Manuel Rey | Istock | Getty Images
Hawaii has some built in disadvantages in just about any state competitiveness ranking. Its location makes almost everything expensive. Its size limits development. And many of the usual measures of infrastructure don’t apply — freight rail service is crucial on the mainland, for example, but it is irrelevant on a Pacific island chain.
So, The Aloha State — this year’s Bottom State for Business in CNBC’s rankings — is focusing on things it can control, chief among them access to childcare.
“We know that early learning is really critical to the health and development of our children,” said Yuuko Arikawa-Cross, Director of Hawaii’s Executive Office on Early Learning. “We also know that in Hawaii, in about 60% of households with children, all adults are working.”
But childcare in Hawaii is the most expensive in the nation, costing 18% of the median income for a married couple with children, according to Child Care Aware of America. And with 531 licensed childcare facilities in a state with 1.4 million people, Hawaii ranks 21st in childcare centers per capita. The National Institute for Early Education Research said that while Hawaii met all the organization’s quality benchmarks last year, it ranked near the bottom for access.
That poor showing helps push Hawaii to the bottom of CNBC’s overall rankings this year by hurting the state in the one category that has kept it out of the cellar most years: Quality of Life.

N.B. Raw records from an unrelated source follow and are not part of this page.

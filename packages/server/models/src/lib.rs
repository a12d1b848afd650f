#![cfg_attr(feature = "fail-on-warnings", deny(warnings))]
#![warn(clippy::all, clippy::pedantic, clippy::nursery, clippy::cargo)]
#![allow(clippy::multiple_crate_versions, clippy::cargo_common_metadata)]

//! API request and response types for the crowd monitor server.
//!
//! These types are serialized to JSON for the query API. They are separate
//! from the database row types so the API contract can evolve on its own.

use chrono::{DateTime, Utc};
use crowd_monitor_database_models::{AggregateQuery, AggregateRecord, DEFAULT_QUERY_LIMIT};
use crowd_monitor_density_models::DensityState;
use serde::{Deserialize, Serialize};

/// Body of `404` responses for districts without data.
pub const NOT_FOUND_DETAIL: &str = "No data found for this district";

/// A density aggregate as returned by the API.
#[derive(Debug, Clone, PartialEq, Serialize, Deserialize)]
pub struct ApiAggregate {
    /// Store-assigned identifier, increasing in write order.
    pub id: i64,
    /// District the camera belongs to.
    pub district_id: String,
    /// Camera that produced the observation.
    pub camera_id: String,
    /// Observation time (RFC 3339).
    pub timestamp: DateTime<Utc>,
    /// Persons detected.
    pub count: u32,
    /// Tier derived from `count`.
    pub density_state: DensityState,
    /// People per minute; `null` when not estimated.
    pub flow_rate: Option<f64>,
}

impl From<AggregateRecord> for ApiAggregate {
    fn from(record: AggregateRecord) -> Self {
        Self {
            id: record.id,
            district_id: record.district_id,
            camera_id: record.camera_id,
            timestamp: record.timestamp,
            count: record.count,
            density_state: record.density_state,
            flow_rate: record.flow_rate,
        }
    }
}

/// Health check response.
#[derive(Debug, Clone, PartialEq, Eq, Serialize, Deserialize)]
pub struct ApiHealth {
    /// Always `"ok"` while the process serves requests.
    pub status: String,
}

impl ApiHealth {
    /// The only health response the service gives.
    #[must_use]
    pub fn ok() -> Self {
        Self {
            status: "ok".to_string(),
        }
    }
}

/// Error body carrying a human-readable explanation.
#[derive(Debug, Clone, PartialEq, Eq, Serialize, Deserialize)]
pub struct ApiDetail {
    /// Explanation shown to the client.
    pub detail: String,
}

impl ApiDetail {
    /// Wraps `detail` in the error body.
    #[must_use]
    pub fn new(detail: impl Into<String>) -> Self {
        Self {
            detail: detail.into(),
        }
    }
}

/// Query parameters for `GET /stats`.
#[derive(Debug, Clone, Default, Deserialize)]
pub struct StatsQueryParams {
    /// Restrict to one district.
    pub district_id: Option<String>,
    /// Maximum records to return (default 100). `0` yields an empty list.
    pub limit: Option<u32>,
}

impl StatsQueryParams {
    /// The store query these parameters describe.
    #[must_use]
    pub fn to_query(&self) -> AggregateQuery {
        AggregateQuery {
            district_id: self.district_id.clone().filter(|d| !d.is_empty()),
            limit: self.limit.unwrap_or(DEFAULT_QUERY_LIMIT),
        }
    }
}

/// Query parameters for `GET /stats/latest`.
#[derive(Debug, Clone, Default, Deserialize)]
pub struct LatestQueryParams {
    /// Required; validated by the handler so the error body stays JSON.
    pub district_id: Option<String>,
}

Hawaii finishes No. 6 this year in a category it previously dominated. That means less of an offset for the state’s worst-in-the-nation finishes in Infrastructure and Cost of Doing Business, and its fourth highest Cost of Living.
Childcare emerges as a major competitiveness issue
Dianne Gralnick | Istock | Getty Images
CNBC began factoring in childcare in 2022, after the U.S. Chamber of Commerce identified it as a top reason workers were quitting their jobs — or not returning to work.
Hawaii took up the issue around the same time, passing a law in 2020 requiring that early learning or pre-kindergarten programs be made available to half of the state’s three and four-year-olds that were not otherwise served no later than 2027, and to 100% of them by 2032.
Arikawa-Cross said the state is on track to reach the 50% benchmark on schedule next year.
“We’ve just had a really huge, concerted effort trying to uplift this initiative,” she said.
Whether the state can achieve the 50% goal next year — or the mandated 100% goal in less than six years — may depend on more issues that are difficult for Hawaii to control.
Already, early childhood learning programs are facing intense funding pressures at the state and local level.
Arikawa-Cross said that while her office does not receive direct federal funding other than for one position, officials are looking closely at the specter of federal budget cuts to the Head Start program.
A key advocate in Hawaii is sidelined
Another factor has less to do with funding and more to do with momentum.
The state’s biggest champion of early childhood education is Lieutenant Gov. Sylvia Luke, who established the state’s early learning initiative — called Ready Keiki — in 2023 (keiki is the Hawaiian word for children). The program established a network of partners including government agencies, non-profits and philanthropic organizations to help achieve the universal childcare goal.
FILE PHOTO: Hawaii State Rep. Sylvia Luke, chairwoman of the House Finance Committee, speaks to reporters at a news conference at the Hawaii State Capitol in Honolulu on May 2, 2019.
Audrey McAvoy | AP
But Luke announced in April that she would take an indefinite leave of absence after confirming she was the target of a state campaign finance investigation. While not admitting wrongdoing, Luke suspended her re-election campaign. This month, a state campaign spending commission disclosed that it had filed a multi-count civil complaint against Luke and five others in May. Luke’s attorneys have asked that the civil case be put on hold because of an ongoing criminal investigation.
However the case plays out, it leaves Hawaii’s childcare efforts without their biggest advocate just as the first major deadline under the law approaches.
“Having a cheerleader and somebody who’s there to support your cause and who knows the importance of it was so important,” Arikawa-Cross said. “It’s a very large void right now, and our office does not want to lose the momentum.”
She said that the work will continue, even if it lacks the high profile champion it once had.
“We need to stick together, and we need to see this all the way through to the finish line and beyond,” she said. “We’ve made so much progress, let’s not stop now. There’s still so much for us to do.”